Sur la forme, comment le
tribunal de commerce devrait-il se transformer pour accompagner les évolutions
technologiques des affaires et de la justice ?
Bien sûr, le tribunal de commerce va devoir se
transformer, mais ce n’est par l’effet de l’évolution des compétences, même si
celle-ci aura évidemment des conséquences sur la formation et le fonctionnement
des juges. Le tribunal de commerce évoluera nécessairement mais sous l’effet de
la transformation numérique qui va modifier profondément les organisations et
les procédés. Le numérique introduit un focus « justiciable » dans le
processus judiciaire, comme il a introduit le focus « client » pour
les entreprises. En outre, le tribunal numérique permettra le partage de
compétences entre tribunaux basé sur la spécialisation des juges, ce qui
permettra de gagner en efficacité, de ne plus délocaliser sur des tribunaux
spécialisés et donc de redonner du sens à la carte judiciaire actuelle.
Le gouvernement en place
réforme beaucoup. Certaines dispositions ont-elles un impact direct sur les
tribunaux de commerce ?
Effectivement, la loi Pacte comporte un certain
nombre de dispositions qui vont impacter en particulier le droit des procédures
collectives.
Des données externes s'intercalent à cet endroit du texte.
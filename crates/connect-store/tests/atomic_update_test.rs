//! Concurrent writers against a single document.

use std::sync::Arc;

use chrono::{Duration, Utc};
use uuid::Uuid;

use connect_model::{ConnectError, Event, Job, MentorshipRequest, MentorshipStatus};
use connect_store::Store;

#[tokio::test(flavor = "multi_thread", worker_threads = 4)]
async fn test_capacity_is_never_oversubscribed() {
    let store = Arc::new(Store::new());
    let mut event = Event::new(
        "Alumni Meetup",
        "An evening of conversations with alumni",
        Utc::now() + Duration::days(5),
        "Main Hall",
        Uuid::now_v7(),
    )
    .with_capacity(5);
    event.approve();
    let event = store.events.insert(event).await.unwrap();

    let mut handles = Vec::new();
    for _ in 0..20 {
        let store = Arc::clone(&store);
        handles.push(tokio::spawn(async move {
            let user = Uuid::now_v7();
            store
                .events
                .update(event.id, |e| e.register(user, Utc::now()))
                .await
        }));
    }

    let mut ok = 0;
    let mut full = 0;
    for handle in handles {
        match handle.await.unwrap() {
            Ok(_) => ok += 1,
            Err(ConnectError::InvalidState(msg)) => {
                assert_eq!(msg, "Event capacity is full");
                full += 1;
            }
            Err(other) => panic!("unexpected error: {other}"),
        }
    }

    assert_eq!(ok, 5);
    assert_eq!(full, 15);
    assert_eq!(store.events.get(event.id).await.unwrap().registrations_count(), 5);
}

#[tokio::test(flavor = "multi_thread", worker_threads = 4)]
async fn test_concurrent_duplicate_apply_records_once() {
    let store = Arc::new(Store::new());
    let mut job = Job::new("SDE Intern", "Acme", "Remote", "Ship features", Uuid::now_v7());
    job.approve();
    let job = store.jobs.insert(job).await.unwrap();
    let student = Uuid::now_v7();

    let mut handles = Vec::new();
    for _ in 0..10 {
        let store = Arc::clone(&store);
        handles.push(tokio::spawn(async move {
            store
                .jobs
                .update(job.id, |j| j.apply(student, None).map(|_| ()))
                .await
        }));
    }

    let results: Vec<_> = join_all(handles).await;
    assert_eq!(results.iter().filter(|r| r.is_ok()).count(), 1);
    assert!(results
        .iter()
        .filter_map(|r| r.as_ref().err())
        .all(|e| matches!(e, ConnectError::Conflict(_))));
    assert_eq!(store.jobs.get(job.id).await.unwrap().applicants_count(), 1);
}

#[tokio::test(flavor = "multi_thread", worker_threads = 4)]
async fn test_concurrent_mentorship_requests_leave_one_pending() {
    let store = Arc::new(Store::new());
    let (mentee, mentor) = (Uuid::now_v7(), Uuid::now_v7());

    let mut handles = Vec::new();
    for _ in 0..16 {
        let store = Arc::clone(&store);
        handles.push(tokio::spawn(async move {
            store
                .mentorship
                .insert(MentorshipRequest::new(mentee, mentor))
                .await
        }));
    }

    let results: Vec<_> = join_all(handles).await;
    assert_eq!(results.iter().filter(|r| r.is_ok()).count(), 1);
    assert!(results
        .iter()
        .filter_map(|r| r.as_ref().err())
        .all(|e| matches!(e, ConnectError::Conflict(_))));

    let pending = store
        .mentorship
        .find(|r| r.sender == mentee && r.receiver == mentor && r.is_pending())
        .await;
    assert_eq!(pending.len(), 1);

    // Answering frees the pair for a new request.
    store
        .mentorship
        .update(pending[0].id, |r| r.respond(mentor, MentorshipStatus::Accepted))
        .await
        .unwrap();
    assert!(store
        .mentorship
        .insert(MentorshipRequest::new(mentee, mentor))
        .await
        .is_ok());
}

async fn join_all<T>(handles: Vec<tokio::task::JoinHandle<T>>) -> Vec<T> {
    let mut out = Vec::with_capacity(handles.len());
    for handle in handles {
        out.push(handle.await.unwrap());
    }
    out
}
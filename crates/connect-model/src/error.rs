//! Error types shared by every BCET Connect layer
//!
//! Business-rule violations carry their message verbatim to the caller.
//! [`ConnectError::Unexpected`] keeps its detail for the server log only.

use connect_rbac::GateDenial;
use thiserror::Error;

/// Domain error taxonomy.
#[derive(Debug, Clone, PartialEq, Eq, Error)]
pub enum ConnectError {
    /// Missing, invalid or expired credential
    #[error("{0}")]
    Unauthenticated(String),

    /// Role or ownership denial
    #[error("{0}")]
    Forbidden(String),

    /// Resource id does not exist
    #[error("{0}")]
    NotFound(String),

    /// Resource existed but has been removed
    #[error("{0}")]
    Gone(String),

    /// Operation not permitted in the resource's current state
    #[error("{0}")]
    InvalidState(String),

    /// Duplicate action
    #[error("{0}")]
    Conflict(String),

    /// Malformed input; all field errors joined with ", "
    #[error("{0}")]
    ValidationFailed(String),

    /// Anything uncaught
    #[error("Unexpected error: {0}")]
    Unexpected(String),
}

/// Result type for domain operations.
pub type ConnectResult<T> = Result<T, ConnectError>;

impl ConnectError {
    /// `"<label> not found"`
    pub fn not_found(label: &str) -> Self {
        ConnectError::NotFound(format!("{label} not found"))
    }

    /// Check if this error should be logged at error level.
    pub fn is_server_error(&self) -> bool {
        matches!(self, ConnectError::Unexpected(_))
    }

    /// Get HTTP status code for this error.
    pub fn status_code(&self) -> u16 {
        match self {
            ConnectError::Unauthenticated(_) => 401,
            ConnectError::Forbidden(_) => 403,
            ConnectError::NotFound(_) => 404,
            ConnectError::Gone(_) => 410,
            ConnectError::InvalidState(_) | ConnectError::ValidationFailed(_) => 400,
            ConnectError::Conflict(_) => 409,
            ConnectError::Unexpected(_) => 500,
        }
    }

    /// Get error code for API responses.
    pub fn error_code(&self) -> &'static str {
        match self {
            ConnectError::Unauthenticated(_) => "UNAUTHENTICATED",
            ConnectError::Forbidden(_) => "FORBIDDEN",
            ConnectError::NotFound(_) => "NOT_FOUND",
            ConnectError::Gone(_) => "GONE",
            ConnectError::InvalidState(_) => "INVALID_STATE",
            ConnectError::Conflict(_) => "CONFLICT",
            ConnectError::ValidationFailed(_) => "VALIDATION_FAILED",
            ConnectError::Unexpected(_) => "INTERNAL_ERROR",
        }
    }

    /// The message safe to show a client.
    pub fn public_message(&self) -> String {
        match self {
            ConnectError::Unexpected(_) => "Internal Server Error".to_string(),
            other => other.to_string(),
        }
    }
}

impl From<GateDenial> for ConnectError {
    fn from(denial: GateDenial) -> Self {
        match denial {
            GateDenial::Unauthenticated => ConnectError::Unauthenticated(denial.to_string()),
            GateDenial::RoleMissing | GateDenial::Forbidden { .. } => {
                ConnectError::Forbidden(denial.to_string())
            }
        }
    }
}
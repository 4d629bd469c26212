//! Visibility filters
//!
//! A filter is a predicate value, not a result set: services hand it to
//! the store's `find`. Search terms and field filters are AND-ed with the
//! role-based visibility, so they can narrow a listing but never widen it.
//!
//! | Resource | student | alumni / faculty | admin / superadmin |
//! |---|---|---|---|
//! | Job | approved | approved OR own | all |
//! | Event | approved AND NOT deleted | same | all (admin queues) |

use chrono::{DateTime, Utc};
use uuid::Uuid;

use connect_rbac::Role;

use crate::event::{Event, EventCategory};
use crate::job::{EmploymentType, Job};

/// Which jobs a caller may see.
#[derive(Debug, Clone, Copy, PartialEq, Eq)]
pub enum JobVisibility {
    /// No approval filter
    All,
    /// `is_approved`
    ApprovedOnly,
    /// `is_approved OR posted_by = user`
    ApprovedOrPostedBy(Uuid),
    /// `NOT is_approved` (admin pending queue)
    PendingOnly,
}

impl JobVisibility {
    /// Visibility for the public job listing.
    ///
    /// # Example
    ///
    /// ```
    /// use connect_model::JobVisibility;
    /// use connect_rbac::Role;
    /// use uuid::Uuid;
    ///
    /// let me = Uuid::now_v7();
    /// assert_eq!(JobVisibility::for_caller(Role::Student, me), JobVisibility::ApprovedOnly);
    /// assert_eq!(JobVisibility::for_caller(Role::Faculty, me), JobVisibility::ApprovedOrPostedBy(me));
    /// assert_eq!(JobVisibility::for_caller(Role::SuperAdmin, me), JobVisibility::All);
    /// ```
    pub fn for_caller(role: Role, caller: Uuid) -> Self {
        match role {
            Role::Student => Self::ApprovedOnly,
            Role::Alumni | Role::Faculty => Self::ApprovedOrPostedBy(caller),
            Role::Admin | Role::SuperAdmin => Self::All,
        }
    }

    pub fn matches(&self, job: &Job) -> bool {
        match self {
            Self::All => true,
            Self::ApprovedOnly => job.is_approved,
            Self::ApprovedOrPostedBy(user) => job.is_approved || job.posted_by == *user,
            Self::PendingOnly => !job.is_approved,
        }
    }
}

/// Job listing predicate: visibility AND search AND filters.
#[derive(Debug, Clone, PartialEq, Eq)]
pub struct JobQuery {
    pub visibility: JobVisibility,
    /// Case-insensitive substring of title or company
    pub search: Option<String>,
    pub employment_type: Option<EmploymentType>,
    /// Case-insensitive substring of location
    pub location: Option<String>,
}

impl JobQuery {
    pub fn new(visibility: JobVisibility) -> Self {
        Self {
            visibility,
            search: None,
            employment_type: None,
            location: None,
        }
    }

    pub fn with_search(mut self, search: impl Into<String>) -> Self {
        self.search = non_blank(search.into());
        self
    }

    pub fn with_employment_type(mut self, employment_type: EmploymentType) -> Self {
        self.employment_type = Some(employment_type);
        self
    }

    pub fn with_location(mut self, location: impl Into<String>) -> Self {
        self.location = non_blank(location.into());
        self
    }

    pub fn matches(&self, job: &Job) -> bool {
        if !self.visibility.matches(job) {
            return false;
        }
        if let Some(search) = &self.search {
            if !contains_ci(&job.title, search) && !contains_ci(&job.company, search) {
                return false;
            }
        }
        if let Some(employment_type) = self.employment_type {
            if job.employment_type != employment_type {
                return false;
            }
        }
        if let Some(location) = &self.location {
            if !contains_ci(&job.location, location) {
                return false;
            }
        }
        true
    }
}

/// Which events a caller may see.
///
/// There is no creator self-exception: an unapproved event is reachable
/// only through the admin queue or a direct fetch by id.
#[derive(Debug, Clone, Copy, PartialEq, Eq)]
pub enum EventVisibility {
    /// `approved AND NOT is_deleted`
    Published,
    /// `NOT approved` (admin pending queue)
    PendingReview,
}

impl EventVisibility {
    pub fn matches(&self, event: &Event) -> bool {
        match self {
            Self::Published => event.is_published(),
            Self::PendingReview => !event.approved,
        }
    }
}

/// Event listing predicate.
#[derive(Debug, Clone, PartialEq, Eq)]
pub struct EventQuery {
    pub visibility: EventVisibility,
    pub category: Option<EventCategory>,
    /// Only events dated at or after this instant
    pub upcoming_from: Option<DateTime<Utc>>,
}

impl EventQuery {
    pub fn new(visibility: EventVisibility) -> Self {
        Self {
            visibility,
            category: None,
            upcoming_from: None,
        }
    }

    /// The listing every authenticated role sees.
    pub fn published() -> Self {
        Self::new(EventVisibility::Published)
    }

    pub fn with_category(mut self, category: EventCategory) -> Self {
        self.category = Some(category);
        self
    }

    pub fn upcoming_from(mut self, now: DateTime<Utc>) -> Self {
        self.upcoming_from = Some(now);
        self
    }

    pub fn matches(&self, event: &Event) -> bool {
        self.visibility.matches(event)
            && self.category.map_or(true, |c| event.category == c)
            && self.upcoming_from.map_or(true, |now| event.date >= now)
    }
}

fn non_blank(s: String) -> Option<String> {
    let s = s.trim();
    (!s.is_empty()).then(|| s.to_string())
}

fn contains_ci(haystack: &str, needle: &str) -> bool {
    haystack.to_lowercase().contains(&needle.to_lowercase())
}
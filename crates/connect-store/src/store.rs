//! The full set of collections backing the API

use async_trait::async_trait;
use chrono::Utc;
use tracing::warn;
use uuid::Uuid;

use connect_auth::UserDirectory;
use connect_model::{
    normalize_email, Community, Donation, Event, FeedPost, Job, LearningResource,
    MentorshipRequest, Message, User,
};

use crate::collection::Collection;

/// Every collection, cloned cheaply into each service.
#[derive(Debug, Clone, Default)]
pub struct Store {
    pub users: Collection<User>,
    pub jobs: Collection<Job>,
    pub events: Collection<Event>,
    pub communities: Collection<Community>,
    pub feed: Collection<FeedPost>,
    pub donations: Collection<Donation>,
    pub resources: Collection<LearningResource>,
    pub mentorship: Collection<MentorshipRequest>,
    pub messages: Collection<Message>,
}

impl Store {
    pub fn new() -> Self {
        Self::default()
    }

    /// Look a user up by email, case-insensitively.
    pub async fn user_by_email(&self, email: &str) -> Option<User> {
        let email = normalize_email(email);
        self.users.find_one(|u| u.email == email).await
    }
}

#[async_trait]
impl UserDirectory for Collection<User> {
    async fn find_user(&self, id: Uuid) -> Option<User> {
        self.find_by_id(id).await
    }

    async fn record_activity(&self, id: Uuid) {
        let now = Utc::now();
        if let Err(e) = self
            .update(id, |user| {
                user.last_active = Some(now);
                Ok(())
            })
            .await
        {
            warn!(user_id = %id, error = %e, "Failed to record user activity");
        }
    }
}

#[cfg(test)]
mod tests {
    use super::*;
    use connect_rbac::Role;

    #[tokio::test]
    async fn test_user_by_email_is_case_insensitive() {
        let store = Store::new();
        store
            .users
            .insert(User::new("Ravi Kumar", "Ravi@BCET.edu", "h", Role::Alumni))
            .await
            .unwrap();
        assert!(store.user_by_email("  ravi@bcet.EDU ").await.is_some());
        assert!(store.user_by_email("other@bcet.edu").await.is_none());
    }

    #[tokio::test]
    async fn test_directory_records_activity() {
        let store = Store::new();
        let user = store
            .users
            .insert(User::new("Meera Singh", "meera@bcet.edu", "h", Role::Student))
            .await
            .unwrap();
        assert!(user.last_active.is_none());

        store.users.record_activity(user.id).await;
        let found = store.users.find_user(user.id).await.unwrap();
        assert!(found.last_active.is_some());

        // unknown ids are ignored
        store.users.record_activity(Uuid::now_v7()).await;
    }

    #[tokio::test]
    async fn test_clones_share_storage() {
        let store = Store::new();
        let other = store.clone();
        store
            .users
            .insert(User::new("Shared User", "shared@bcet.edu", "h", Role::Faculty))
            .await
            .unwrap();
        assert_eq!(other.users.len().await, 1);
    }
}
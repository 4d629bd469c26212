//! # Connect Server
//!
//! The BCET Connect JSON API: an axum router over [`connect_service`],
//! mounted under `/api`.
//!
//! Every response uses the `{ success, message?, data?, count? }`
//! envelope; failures are `{ success: false, message }` with the status
//! taken from the domain error.

pub mod config;
pub mod error;
pub mod extract;
pub mod response;
pub mod routes;
pub mod state;

use axum::{http::HeaderValue, Router};
use tokio::net::TcpListener;
use tower_http::{
    cors::{AllowOrigin, Any, CorsLayer},
    trace::TraceLayer,
};
use tracing::{error, info, warn};

pub use config::{ConfigError, ServerConfig};
pub use error::{ApiError, ApiResult, ServerError};
pub use state::AppState;

/// The full application router, without CORS.
pub fn app(state: AppState) -> Router {
    Router::new()
        .nest("/api", routes::api_router())
        .layer(TraceLayer::new_for_http())
        .with_state(state)
}

/// CORS for the configured origin, or any origin when unset.
pub fn cors_layer(origin: Option<&str>) -> CorsLayer {
    let layer = CorsLayer::new().allow_methods(Any).allow_headers(Any);
    match origin.map(HeaderValue::from_str) {
        Some(Ok(value)) => layer.allow_origin(AllowOrigin::exact(value)),
        Some(Err(err)) => {
            warn!(error = %err, "Invalid CORS_ORIGIN, allowing any origin");
            layer.allow_origin(Any)
        }
        None => layer.allow_origin(Any),
    }
}

/// Build state, bind and serve until Ctrl+C or SIGTERM.
pub async fn run(config: ServerConfig) -> Result<(), ServerError> {
    info!(environment = %config.environment, "Initializing state");
    let state = AppState::from_config(&config).await?;

    let router = app(state).layer(cors_layer(config.cors_origin.as_deref()));

    let address = config.bind_addr();
    let listener = TcpListener::bind(address).await?;
    info!(%address, "BCET Connect API listening");

    axum::serve(listener, router)
        .with_graceful_shutdown(shutdown_signal())
        .await?;

    info!("Server shut down");
    Ok(())
}

async fn shutdown_signal() {
    let ctrl_c = async {
        match tokio::signal::ctrl_c().await {
            Ok(()) => info!("Received Ctrl+C, shutting down"),
            Err(err) => {
                error!(error = %err, "Failed to install Ctrl+C handler");
                std::future::pending::<()>().await;
            }
        }
    };

    #[cfg(unix)]
    let terminate = async {
        use tokio::signal::unix::{signal, SignalKind};
        match signal(SignalKind::terminate()) {
            Ok(mut stream) => {
                stream.recv().await;
                info!("Received terminate signal, shutting down");
            }
            Err(err) => {
                error!(error = %err, "Failed to install signal handler");
                std::future::pending::<()>().await;
            }
        }
    };

    #[cfg(not(unix))]
    let terminate = std::future::pending::<()>();

    tokio::select! {
        _ = ctrl_c => {},
        _ = terminate => {},
    }
}
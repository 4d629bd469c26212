//! Admin console: user management and the approval queues.

use axum::{extract::State, routing::{get, patch, post}, Router};
use uuid::Uuid;

use connect_model::{EventView, Job, User};
use connect_service::analytics::AdminSummary;
use connect_service::users::{ChangeRoleParams, UserListing};
use connect_service::PendingItem;

use super::{events, jobs};
use crate::error::ApiResult;
use crate::extract::{ApiJson, ApiPath, AuthUser};
use crate::response::Envelope;
use crate::state::AppState;

pub fn router() -> Router<AppState> {
    Router::new()
        .route("/users", get(users))
        .route("/users/:id/role", patch(change_role))
        .route("/jobs/pending", get(pending_jobs))
        .route("/jobs/:id/approve", post(jobs::approve))
        .route("/events/pending", get(pending_events))
        .route("/events/:id/approve", post(events::approve))
        .route("/analytics", get(summary))
}

async fn users(
    State(state): State<AppState>,
    AuthUser(caller): AuthUser,
) -> ApiResult<Envelope<Vec<UserListing>>> {
    Ok(Envelope::list(state.services.users.list_users(&caller).await?))
}

pub(crate) async fn change_role(
    State(state): State<AppState>,
    AuthUser(caller): AuthUser,
    ApiPath(id): ApiPath<Uuid>,
    ApiJson(params): ApiJson<ChangeRoleParams>,
) -> ApiResult<Envelope<User>> {
    let user = state.services.users.change_role(&caller, id, params).await?;
    Ok(Envelope::ok(user).with_message("User role updated"))
}

async fn pending_jobs(
    State(state): State<AppState>,
    AuthUser(caller): AuthUser,
) -> ApiResult<Envelope<Vec<PendingItem<Job>>>> {
    Ok(Envelope::list(state.services.jobs.pending(&caller).await?))
}

async fn pending_events(
    State(state): State<AppState>,
    AuthUser(caller): AuthUser,
) -> ApiResult<Envelope<Vec<PendingItem<EventView>>>> {
    Ok(Envelope::list(state.services.events.pending(&caller).await?))
}

async fn summary(
    State(state): State<AppState>,
    AuthUser(caller): AuthUser,
) -> ApiResult<Envelope<AdminSummary>> {
    Ok(Envelope::ok(state.services.analytics.admin_summary(&caller).await?))
}
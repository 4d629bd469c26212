//! Author cards attached to listed resources

use std::collections::{HashMap, HashSet};

use serde::Serialize;
use uuid::Uuid;

use connect_model::UserSummary;
use connect_store::Store;

/// Look up the summary card of every id in `ids` with one scan.
///
/// Ids that no longer resolve are simply absent from the map.
pub(crate) async fn author_index<I>(store: &Store, ids: I) -> HashMap<Uuid, UserSummary>
where
    I: IntoIterator<Item = Uuid>,
{
    let wanted: HashSet<Uuid> = ids.into_iter().collect();
    if wanted.is_empty() {
        return HashMap::new();
    }
    store
        .users
        .find(|u| wanted.contains(&u.id))
        .await
        .into_iter()
        .map(|u| (u.id, u.summary()))
        .collect()
}

/// A resource awaiting admin review, with its author.
#[derive(Debug, Clone, Serialize)]
pub struct PendingItem<T> {
    #[serde(flatten)]
    pub item: T,
    pub author: Option<UserSummary>,
}
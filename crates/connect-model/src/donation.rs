//! Donation models
//!
//! Invariant: a donation whose status is `success` always carries a
//! transaction id. [`Donation::validate`] enforces it before every persist,
//! and the store keeps `transaction_id` sparse-unique.

use chrono::{DateTime, Utc};
use serde::{Deserialize, Serialize};
use uuid::Uuid;

use crate::document::{document_timestamps, Document};
use crate::error::{ConnectError, ConnectResult};
use crate::user::User;
use crate::validation::Validator;

/// Smallest accepted donation.
pub const MIN_DONATION_AMOUNT: f64 = 10.0;

/// Largest accepted donation.
pub const MAX_DONATION_AMOUNT: f64 = 1_000_000.0;

/// Longest donor message.
pub const MAX_MESSAGE_LEN: usize = 500;

#[derive(Debug, Clone, Copy, Default, PartialEq, Eq, Hash, Serialize, Deserialize)]
#[serde(rename_all = "UPPERCASE")]
pub enum Currency {
    #[default]
    Inr,
    Usd,
    Eur,
    Gbp,
}

impl Currency {
    pub fn as_str(&self) -> &'static str {
        match self {
            Self::Inr => "INR",
            Self::Usd => "USD",
            Self::Eur => "EUR",
            Self::Gbp => "GBP",
        }
    }

    pub fn parse(s: &str) -> Option<Self> {
        match s.trim().to_uppercase().as_str() {
            "INR" => Some(Self::Inr),
            "USD" => Some(Self::Usd),
            "EUR" => Some(Self::Eur),
            "GBP" => Some(Self::Gbp),
            _ => None,
        }
    }
}

#[derive(Debug, Clone, Copy, Default, PartialEq, Eq, Hash, PartialOrd, Ord, Serialize, Deserialize)]
#[serde(rename_all = "lowercase")]
pub enum DonationPurpose {
    #[default]
    General,
    Scholarship,
    Infrastructure,
    Event,
    Community,
}

impl DonationPurpose {
    pub fn as_str(&self) -> &'static str {
        match self {
            Self::General => "general",
            Self::Scholarship => "scholarship",
            Self::Infrastructure => "infrastructure",
            Self::Event => "event",
            Self::Community => "community",
        }
    }

    pub fn parse(s: &str) -> Option<Self> {
        match s.trim().to_lowercase().as_str() {
            "general" => Some(Self::General),
            "scholarship" => Some(Self::Scholarship),
            "infrastructure" => Some(Self::Infrastructure),
            "event" => Some(Self::Event),
            "community" => Some(Self::Community),
            _ => None,
        }
    }
}

#[derive(Debug, Clone, Copy, Default, PartialEq, Eq, Hash, Serialize, Deserialize)]
#[serde(rename_all = "snake_case")]
pub enum PaymentProvider {
    #[default]
    Manual,
    Razorpay,
    Upi,
    BankTransfer,
    Stripe,
    Other,
}

#[derive(Debug, Clone, Copy, Default, PartialEq, Eq, Hash, Serialize, Deserialize)]
#[serde(rename_all = "lowercase")]
pub enum DonationStatus {
    #[default]
    Pending,
    Success,
    Failed,
}

impl DonationStatus {
    pub fn as_str(&self) -> &'static str {
        match self {
            Self::Pending => "pending",
            Self::Success => "success",
            Self::Failed => "failed",
        }
    }

    pub fn parse(s: &str) -> Option<Self> {
        match s.trim().to_lowercase().as_str() {
            "pending" => Some(Self::Pending),
            "success" => Some(Self::Success),
            "failed" => Some(Self::Failed),
            _ => None,
        }
    }
}

/// A donation by an alumni user.
///
/// # Examples
///
/// ```
/// use connect_model::{Document, Donation, DonationPurpose, DonationStatus};
/// use uuid::Uuid;
///
/// let mut donation = Donation::new(Uuid::now_v7(), 500.0, DonationPurpose::Scholarship);
/// assert!(donation.validate().is_ok());
///
/// // success needs a transaction id
/// assert!(donation.set_status(DonationStatus::Success, None).is_err());
/// assert!(donation.set_status(DonationStatus::Success, Some("TXN-1".into())).is_ok());
/// ```
#[derive(Debug, Clone, Serialize, Deserialize)]
pub struct Donation {
    pub id: Uuid,
    pub user: Uuid,

    // Snapshot of the donor at donation time
    pub donor_name: Option<String>,
    pub donor_email: Option<String>,
    pub batch_year: Option<i32>,

    pub amount: f64,
    pub currency: Currency,
    pub purpose: DonationPurpose,

    /// Gateway or manual reference; sparse-unique
    pub transaction_id: Option<String>,

    pub payment_provider: PaymentProvider,
    pub status: DonationStatus,
    pub is_anonymous: bool,
    pub verified_by_admin: bool,

    #[serde(default)]
    pub message: String,

    pub receipt_url: Option<String>,

    #[serde(default)]
    pub meta: serde_json::Value,

    pub flagged: bool,

    pub created_at: DateTime<Utc>,
    pub updated_at: DateTime<Utc>,
}

impl Donation {
    /// Creates a pending donation.
    pub fn new(user: Uuid, amount: f64, purpose: DonationPurpose) -> Self {
        let now = Utc::now();
        Self {
            id: Uuid::now_v7(),
            user,
            donor_name: None,
            donor_email: None,
            batch_year: None,
            amount,
            currency: Currency::default(),
            purpose,
            transaction_id: None,
            payment_provider: PaymentProvider::default(),
            status: DonationStatus::Pending,
            is_anonymous: false,
            verified_by_admin: false,
            message: String::new(),
            receipt_url: None,
            meta: serde_json::Value::Object(Default::default()),
            flagged: false,
            created_at: now,
            updated_at: now,
        }
    }

    /// Fill the donor snapshot from the user record, keeping any value already set.
    pub fn with_donor(mut self, user: &User) -> Self {
        if self.donor_name.is_none() {
            self.donor_name = Some(user.name.clone());
        }
        if self.donor_email.is_none() {
            self.donor_email = Some(user.email.clone());
        }
        if self.batch_year.is_none() {
            self.batch_year = user.batch_year();
        }
        self
    }

    pub fn with_currency(mut self, currency: Currency) -> Self {
        self.currency = currency;
        self
    }

    pub fn with_provider(mut self, provider: PaymentProvider) -> Self {
        self.payment_provider = provider;
        self
    }

    pub fn with_transaction_id(mut self, transaction_id: impl Into<String>) -> Self {
        self.transaction_id = normalize_transaction_id(transaction_id.into());
        self
    }

    pub fn with_message(mut self, message: impl Into<String>) -> Self {
        self.message = message.into().trim().to_string();
        self
    }

    pub fn anonymous(mut self, is_anonymous: bool) -> Self {
        self.is_anonymous = is_anonymous;
        self
    }

    pub fn with_meta(mut self, meta: serde_json::Value) -> Self {
        self.meta = meta;
        self
    }

    /// Move to `status`, optionally recording a transaction id first.
    ///
    /// `success` is refused unless a transaction id is supplied now or
    /// already stored.
    pub fn set_status(
        &mut self,
        status: DonationStatus,
        transaction_id: Option<String>,
    ) -> ConnectResult<()> {
        if let Some(tx) = transaction_id.and_then(normalize_transaction_id) {
            self.transaction_id = Some(tx);
        }
        if status == DonationStatus::Success && self.transaction_id.is_none() {
            return Err(missing_transaction_id());
        }
        self.status = status;
        Ok(())
    }

    /// Name shown publicly.
    pub fn display_donor_name(&self) -> String {
        if self.is_anonymous {
            return "Anonymous Donor".to_string();
        }
        self.donor_name
            .clone()
            .filter(|n| !n.is_empty())
            .or_else(|| self.donor_email.clone().filter(|e| !e.is_empty()))
            .unwrap_or_else(|| "Alumni Donor".to_string())
    }

    pub fn is_successful(&self) -> bool {
        self.status == DonationStatus::Success
    }
}

fn normalize_transaction_id(tx: String) -> Option<String> {
    let tx = tx.trim();
    (!tx.is_empty()).then(|| tx.to_string())
}

fn missing_transaction_id() -> ConnectError {
    ConnectError::ValidationFailed(
        "transaction_id required for successful donation payment".to_string(),
    )
}

impl Document for Donation {
    const COLLECTION: &'static str = "donations";
    const LABEL: &'static str = "Donation";

    document_timestamps!();

    fn validate(&self) -> ConnectResult<()> {
        if self.status == DonationStatus::Success && self.transaction_id.is_none() {
            return Err(missing_transaction_id());
        }
        let mut v = Validator::new();
        v.range("amount", self.amount, MIN_DONATION_AMOUNT, MAX_DONATION_AMOUNT);
        v.check(
            self.message.chars().count() <= MAX_MESSAGE_LEN,
            format!("\"message\" length must be less than or equal to {MAX_MESSAGE_LEN} characters long"),
        );
        v.finish()
    }

    fn unique_keys(&self) -> Vec<(&'static str, String)> {
        self.transaction_id
            .iter()
            .map(|tx| ("transaction_id", tx.clone()))
            .collect()
    }
}

/// A donation plus its public donor name.
#[derive(Debug, Clone, Serialize)]
pub struct DonationView {
    #[serde(flatten)]
    pub donation: Donation,
    pub display_donor_name: String,
}

impl From<Donation> for DonationView {
    fn from(donation: Donation) -> Self {
        let display_donor_name = donation.display_donor_name();
        Self {
            donation,
            display_donor_name,
        }
    }
}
Par ailleurs, en supprimant les délégués consulaires, elle modifie
le collège électoral des juges des tribunaux de commerce. En revanche, il
faudra être attentif aux conséquences des autorisations données au
gouvernement, tant dans Pacte que dans la loi de réforme de la Justice, de
modifier des pans de notre droit par voie d’ordonnances.
Existe-t-il, à votre
connaissance, des pays qui pourraient inspirer le législateur français pour une
conception des tribunaux de commerce en phase avec l’économie moderne et ses
acteurs ?
L’exemple le plus édifiant nous vient de Belgique,
qui a adopté, au mois d’avril de cette année, une loi réformant le droit des
entreprises, abandonnant nombre de concepts du Code de 1804. Elle intègre une
nouvelle dimension de l’entreprise qui englobe l’ensemble des acteurs actifs
sur le plan économique, qui relèveront du « tribunal des entreprises »,
compétent pour tous les litiges des ressortissants de l’ancien tribunal de
commerce, mais aussi pour les associations et les professions libérales. Il est
intéressant de noter dans l’exposé des motifs du projet de loi que cette
réforme est engagée dans un but d’attractivité du droit belge pour qu’il puisse
favoriser des investissements étrangers.
Pourriez-vous dire
quelques mots sur le congrès des juges consulaire à Tours, au mois de
décembre ?
À Tours, nous présenterons, les
résultats de notre réflexion sur l’évolution de ce que pourrait être un
tribunal des activités économiques, mais aussi notre vision du tribunal
numérique. De plus, il me semble qu’il est particulièrement important, tant
pour les juges consulaires que pour les professions qui sont dans l’orbite des
tribunaux de commerce, d’être attentifs à nos travaux.